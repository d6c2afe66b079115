// src/models/parties.rs
// Clientes e fornecedores

use chrono::{DateTime, Utc};
use rust_decimal::Decimal;
use serde::{Deserialize, Serialize};
use sqlx::FromRow;
use utoipa::{IntoParams, ToSchema};
use uuid::Uuid;
use validator::Validate;

use crate::common::validation::validate_money_amount;

// --- CLIENTES ---

#[derive(Debug, Clone, Serialize, Deserialize, FromRow, ToSchema)]
#[serde(rename_all = "camelCase")]
pub struct Customer {
    pub id: Uuid,

    #[schema(example = "Mona Adel")]
    pub name: String,

    #[schema(example = "01012345678")]
    pub phone: Option<String>,

    pub email: Option<String>,
    pub address: Option<String>,

    #[schema(example = "Nasr City")]
    pub city: Option<String>,

    #[schema(example = "Cairo")]
    pub governorate: Option<String>,

    pub notes: Option<String>,
    pub is_active: bool,
    pub created_by: Option<Uuid>,
    pub created_at: DateTime<Utc>,
    pub updated_at: DateTime<Utc>,
}

// Usado tanto para criar quanto para atualizar (PUT substitui tudo)
#[derive(Debug, Deserialize, Validate, ToSchema)]
#[serde(rename_all = "camelCase")]
pub struct CustomerPayload {
    #[validate(length(min = 1, max = 100, message = "required"))]
    pub name: String,

    #[validate(length(max = 20))]
    pub phone: Option<String>,

    #[validate(email(message = "email"))]
    pub email: Option<String>,

    pub address: Option<String>,
    pub city: Option<String>,
    pub governorate: Option<String>,
    pub notes: Option<String>,
}

#[derive(Debug, Clone, Serialize, FromRow, ToSchema)]
#[serde(rename_all = "camelCase")]
pub struct CustomerPayment {
    pub id: Uuid,
    pub customer_id: Uuid,
    pub sale_id: Option<Uuid>,
    pub user_id: Uuid,
    pub amount: Decimal,

    #[schema(example = "cash")]
    pub payment_method: String,

    pub reference_number: Option<String>,
    pub notes: Option<String>,
    pub payment_date: DateTime<Utc>,
}

#[derive(Debug, Deserialize, Validate, ToSchema)]
#[serde(rename_all = "camelCase")]
pub struct CreateCustomerPaymentPayload {
    // Se informado, o pagamento abate o saldo desta venda
    pub sale_id: Option<Uuid>,

    #[validate(custom(function = "validate_money_amount"))]
    #[schema(example = "250.00")]
    pub amount: Decimal,

    #[validate(length(min = 1, max = 50, message = "required"))]
    #[schema(example = "cash")]
    pub payment_method: String,

    pub reference_number: Option<String>,
    pub notes: Option<String>,
}

// --- FORNECEDORES ---

#[derive(Debug, Clone, Serialize, Deserialize, FromRow, ToSchema)]
#[serde(rename_all = "camelCase")]
pub struct Supplier {
    pub id: Uuid,

    #[schema(example = "Delta Textiles")]
    pub name: String,

    pub phone: Option<String>,
    pub email: Option<String>,
    pub address: Option<String>,

    #[schema(example = "Karim Said")]
    pub contact_person: Option<String>,

    #[schema(example = "30 days")]
    pub payment_terms: Option<String>,

    pub notes: Option<String>,
    pub is_active: bool,
    pub created_at: DateTime<Utc>,
    pub updated_at: DateTime<Utc>,
}

#[derive(Debug, Deserialize, Validate, ToSchema)]
#[serde(rename_all = "camelCase")]
pub struct SupplierPayload {
    #[validate(length(min = 1, max = 100, message = "required"))]
    pub name: String,

    #[validate(length(max = 20))]
    pub phone: Option<String>,

    #[validate(email(message = "email"))]
    pub email: Option<String>,

    pub address: Option<String>,
    pub contact_person: Option<String>,
    pub payment_terms: Option<String>,
    pub notes: Option<String>,
}

// --- BUSCA (autocomplete) ---

#[derive(Debug, Deserialize, IntoParams)]
#[into_params(parameter_in = Query)]
pub struct SearchQuery {
    /// Menos de 2 caracteres (sem contar espaços) devolve lista vazia
    #[serde(default)]
    pub q: String,
}

pub const SEARCH_LIMIT: i64 = 20;
pub const MIN_SEARCH_CHARS: usize = 2;

/// Termo aparado, ou `None` se for curto demais para buscar.
pub fn search_term(q: &str) -> Option<&str> {
    let term = q.trim();
    (term.chars().count() >= MIN_SEARCH_CHARS).then_some(term)
}

/// Padrão `%termo%` para ILIKE ... ESCAPE '\'; `%` e `_` do usuário valem literalmente.
pub fn contains_pattern(term: &str) -> String {
    let mut pattern = String::with_capacity(term.len() + 2);
    pattern.push('%');
    for c in term.chars() {
        if matches!(c, '%' | '_' | '\\') {
            pattern.push('\\');
        }
        pattern.push(c);
    }
    pattern.push('%');
    pattern
}

#[cfg(test)]
mod tests {
    use super::*;

    #[test]
    fn short_or_blank_terms_are_skipped() {
        assert_eq!(search_term("  a "), None);
        assert_eq!(search_term("   "), None);
        assert_eq!(search_term(" ab "), Some("ab"));
        // Conta caracteres, não bytes
        assert_eq!(search_term("ع"), None);
        assert_eq!(search_term("عل"), Some("عل"));
    }

    #[test]
    fn like_wildcards_are_escaped() {
        assert_eq!(contains_pattern("shirt"), "%shirt%");
        assert_eq!(contains_pattern("50%"), "%50\\%%");
        assert_eq!(contains_pattern("a_b"), "%a\\_b%");
        assert_eq!(contains_pattern("c:\\x"), "%c:\\\\x%");
    }
}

•••

== WHAT YOU NEED TO DO ==
Repeat each line of the data exactly, missing none.

== EXERCISE SOLUTION ==
repository d6c2afe66b079115
// src/models/parties.rs
// Clientes e fornecedores

use chrono::{DateTime, Utc};
use rust_decimal::Decimal;
use serde::{Deserialize, Serialize};
use sqlx::FromRow;
use utoipa::{IntoParams, ToSchema};
use uuid::Uuid;
use validator::Validate;

use crate::common::validation::validate_money_amount;

// --- CLIENTES ---

#[derive(Debug, Clone, Serialize, Deserialize, FromRow, ToSchema)]
#[serde(rename_all = "camelCase")]
pub struct Customer {
    pub id: Uuid,

    #[schema(example = "Mona Adel")]
    pub name: String,

    #[schema(example = "01012345678")]
    pub phone: Option<String>,

    pub email: Option<String>,
    pub address: Option<String>,

    #[schema(example = "Nasr City")]
    pub city: Option<String>,

    #[schema(example = "Cairo")]
    pub governorate: Option<String>,

    pub notes: Option<String>,
    pub is_active: bool,
    pub created_by: Option<Uuid>,
    pub created_at: DateTime<Utc>,
    pub updated_at: DateTime<Utc>,
}

// Usado tanto para criar quanto para atualizar (PUT substitui tudo)
#[derive(Debug, Deserialize, Validate, ToSchema)]
#[serde(rename_all = "camelCase")]
pub struct CustomerPayload {
    #[validate(length(min = 1, max = 100, message = "required"))]
    pub name: String,

    #[validate(length(max = 20))]
    pub phone: Option<String>,

    #[validate(email(message = "email"))]
    pub email: Option<String>,

    pub address: Option<String>,
    pub city: Option<String>,
    pub governorate: Option<String>,
    pub notes: Option<String>,
}

#[derive(Debug, Clone, Serialize, FromRow, ToSchema)]
#[serde(rename_all = "camelCase")]
pub struct CustomerPayment {
    pub id: Uuid,
    pub customer_id: Uuid,
    pub sale_id: Option<Uuid>,
    pub user_id: Uuid,
    pub amount: Decimal,

    #[schema(example = "cash")]
    pub payment_method: String,

    pub reference_number: Option<String>,
    pub notes: Option<String>,
    pub payment_date: DateTime<Utc>,
}

#[derive(Debug, Deserialize, Validate, ToSchema)]
#[serde(rename_all = "camelCase")]
pub struct CreateCustomerPaymentPayload {
    // Se informado, o pagamento abate o saldo desta venda
    pub sale_id: Option<Uuid>,

    #[validate(custom(function = "validate_money_amount"))]
    #[schema(example = "250.00")]
    pub amount: Decimal,

    #[validate(length(min = 1, max = 50, message = "required"))]
    #[schema(example = "cash")]
    pub payment_method: String,

    pub reference_number: Option<String>,
    pub notes: Option<String>,
}

// --- FORNECEDORES ---

#[derive(Debug, Clone, Serialize, Deserialize, FromRow, ToSchema)]
#[serde(rename_all = "camelCase")]
pub struct Supplier {
    pub id: Uuid,

    #[schema(example = "Delta Textiles")]
    pub name: String,

    pub phone: Option<String>,
    pub email: Option<String>,
    pub address: Option<String>,

    #[schema(example = "Karim Said")]
    pub contact_person: Option<String>,

    #[schema(example = "30 days")]
    pub payment_terms: Option<String>,

    pub notes: Option<String>,
    pub is_active: bool,
    pub created_at: DateTime<Utc>,
    pub updated_at: DateTime<Utc>,
}

#[derive(Debug, Deserialize, Validate, ToSchema)]
#[serde(rename_all = "camelCase")]
pub struct SupplierPayload {
    #[validate(length(min = 1, max = 100, message = "required"))]
    pub name: String,

    #[validate(length(max = 20))]
    pub phone: Option<String>,

    #[validate(email(message = "email"))]
    pub email: Option<String>,

    pub address: Option<String>,
    pub contact_person: Option<String>,
    pub payment_terms: Option<String>,
    pub notes: Option<String>,
}

// --- BUSCA (autocomplete) ---

#[derive(Debug, Deserialize, IntoParams)]
#[into_params(parameter_in = Query)]
pub struct SearchQuery {
    /// Menos de 2 caracteres (sem contar espaços) devolve lista vazia
    #[serde(default)]
    pub q: String,
}

pub const SEARCH_LIMIT: i64 = 20;
pub const MIN_SEARCH_CHARS: usize = 2;

/// Termo aparado, ou `None` se for curto demais para buscar.
pub fn search_term(q: &str) -> Option<&str> {
    let term = q.trim();
    (term.chars().count() >= MIN_SEARCH_CHARS).then_some(term)
}

/// Padrão `%termo%` para ILIKE ... ESCAPE '\'; `%` e `_` do usuário valem literalmente.
pub fn contains_pattern(term: &str) -> String {
    let mut pattern = String::with_capacity(term.len() + 2);
    pattern.push('%');
    for c in term.chars() {
        if matches!(c, '%' | '_' | '\\') {
            pattern.push('\\');
        }
        pattern.push(c);
    }
    pattern.push('%');
    pattern
}

#[cfg(test)]
mod tests {
    use super::*;

    #[test]
    fn short_or_blank_terms_are_skipped() {
        assert_eq!(search_term("  a "), None);
        assert_eq!(search_term("   "), None);
        assert_eq!(search_term(" ab "), Some("ab"));
        // Conta caracteres, não bytes
        assert_eq!(search_term("ع"), None);
        assert_eq!(search_term("عل"), Some("عل"));
    }

    #[test]
    fn like_wildcards_are_escaped() {
        assert_eq!(contains_pattern("shirt"), "%shirt%");
        assert_eq!(contains_pattern("50%"), "%50\\%%");
        assert_eq!(contains_pattern("a_b"), "%a\\_b%");
        assert_eq!(contains_pattern("c:\\x"), "%c:\\\\x%");
    }
}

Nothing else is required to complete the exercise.